Nesse contexto, a Cozinha Solidária do Sol Nascente é um equipamento social, coordenado pelo MTST e financiado pela sociedade civil e por parceiros a partir de doações.Inaugurada no início da pandemia de Covid-19, atende uma média de 120 pessoas diariamente, incluindo adultos, mulheres e crianças, e oferece almoço, de forma gratuita, de segunda a sexta-feira. Desde 2024, participa do PAA Cozinha Solidária, recebendo alimentos agroecológicos do assentamento da reforma agrária do DF, o Canaã, a partir de sua associação de mulheres.

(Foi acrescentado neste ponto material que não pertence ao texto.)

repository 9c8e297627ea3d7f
//! Infrastructure Layer
//!
//! Database implementations and external service integrations.

pub mod postgres;

pub use postgres::PgAuthRepository;
//! View Member Use Case

use std::sync::Arc;

use kernel::id::UserId;

use crate::domain::entities::SocialIdentity;
use crate::domain::repository::MemberRepository;
use crate::error::{SocialError, SocialResult};

pub struct ViewMemberUseCase<R>
where
    R: MemberRepository,
{
    repo: Arc<R>,
}

impl<R> ViewMemberUseCase<R>
where
    R: MemberRepository,
{
    pub fn new(repo: Arc<R>) -> Self {
        Self { repo }
    }

    /// Any failure, including an unknown or malformed id, is a server error
    pub async fn execute(&self, raw_id: &str) -> SocialResult<SocialIdentity> {
        let user_id: UserId = raw_id
            .parse()
            .map_err(|_| SocialError::Internal(format!("Malformed member id: {raw_id}")))?;

        self.repo
            .load_identity(&user_id)
            .await?
            .ok_or_else(|| SocialError::Internal(format!("No member with id {user_id}")))
    }
}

A estrutura da cozinha solidária inclui uma horta agroecológica na parte externa, onde são cultivadas plantas alimentícias e medicinais. Além disso, conta com um espaço amplo onde são realizadas atividades coletivas e a entrega das refeições. Outro componente é a biblioteca, que possui exemplares doados de livros e publicações diversas tanto para crianças, quanto para adultos.
Sobre as cozinhas solidárias
A ideia de inaugurar cozinhas solidárias surgiu durante a pandemia de Covid-19, em 2020, com o intuito de enfrentar o aumento da insegurança alimentar e nutricional (InSAN) nas comunidades em que o movimento estava presente e a entrega de cestas básicas para as famílias não estava sendo suficiente. A ocupação do MTST no Sol Nascente deu-se no dia 21 de abril de 2018, e a inauguração da cozinha solidária, em 26 de junho de 2021. O governo federal incluiu iniciativas como essa numa política pública por meio do Programa Cozinha Solidária, criado em julho de 2023 e regulamentado em março de 2024.